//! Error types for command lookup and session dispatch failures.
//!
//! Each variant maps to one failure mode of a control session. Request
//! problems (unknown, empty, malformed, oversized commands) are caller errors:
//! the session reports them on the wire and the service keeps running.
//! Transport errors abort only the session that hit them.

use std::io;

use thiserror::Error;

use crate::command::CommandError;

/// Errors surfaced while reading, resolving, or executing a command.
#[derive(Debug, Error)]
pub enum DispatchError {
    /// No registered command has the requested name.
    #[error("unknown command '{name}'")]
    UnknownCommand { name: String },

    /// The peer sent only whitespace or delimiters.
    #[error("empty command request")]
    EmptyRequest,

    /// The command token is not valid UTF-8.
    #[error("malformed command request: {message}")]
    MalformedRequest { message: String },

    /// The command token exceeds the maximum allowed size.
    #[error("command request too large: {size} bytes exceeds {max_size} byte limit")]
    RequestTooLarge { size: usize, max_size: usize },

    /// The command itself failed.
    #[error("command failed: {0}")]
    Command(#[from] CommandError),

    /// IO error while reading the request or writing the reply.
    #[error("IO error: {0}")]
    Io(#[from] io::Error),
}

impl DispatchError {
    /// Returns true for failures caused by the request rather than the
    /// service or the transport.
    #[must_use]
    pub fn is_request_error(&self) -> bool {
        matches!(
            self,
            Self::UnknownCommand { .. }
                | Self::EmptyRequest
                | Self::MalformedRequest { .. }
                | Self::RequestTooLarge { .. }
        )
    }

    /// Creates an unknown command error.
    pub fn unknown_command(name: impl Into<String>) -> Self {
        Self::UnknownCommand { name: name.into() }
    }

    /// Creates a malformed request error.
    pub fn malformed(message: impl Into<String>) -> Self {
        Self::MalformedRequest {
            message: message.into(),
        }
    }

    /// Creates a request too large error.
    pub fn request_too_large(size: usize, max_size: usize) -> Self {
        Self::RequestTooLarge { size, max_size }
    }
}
────────────────────
Task item:
Each line from the top of the listing down to and including the one containing "use std::io;" should be transcribed exactly; nothing else is to be output.

Exercise solution:
//! Error types for command lookup and session dispatch failures.
//!
//! Each variant maps to one failure mode of a control session. Request
//! problems (unknown, empty, malformed, oversized commands) are caller errors:
//! the session reports them on the wire and the service keeps running.
//! Transport errors abort only the session that hit them.

use std::io;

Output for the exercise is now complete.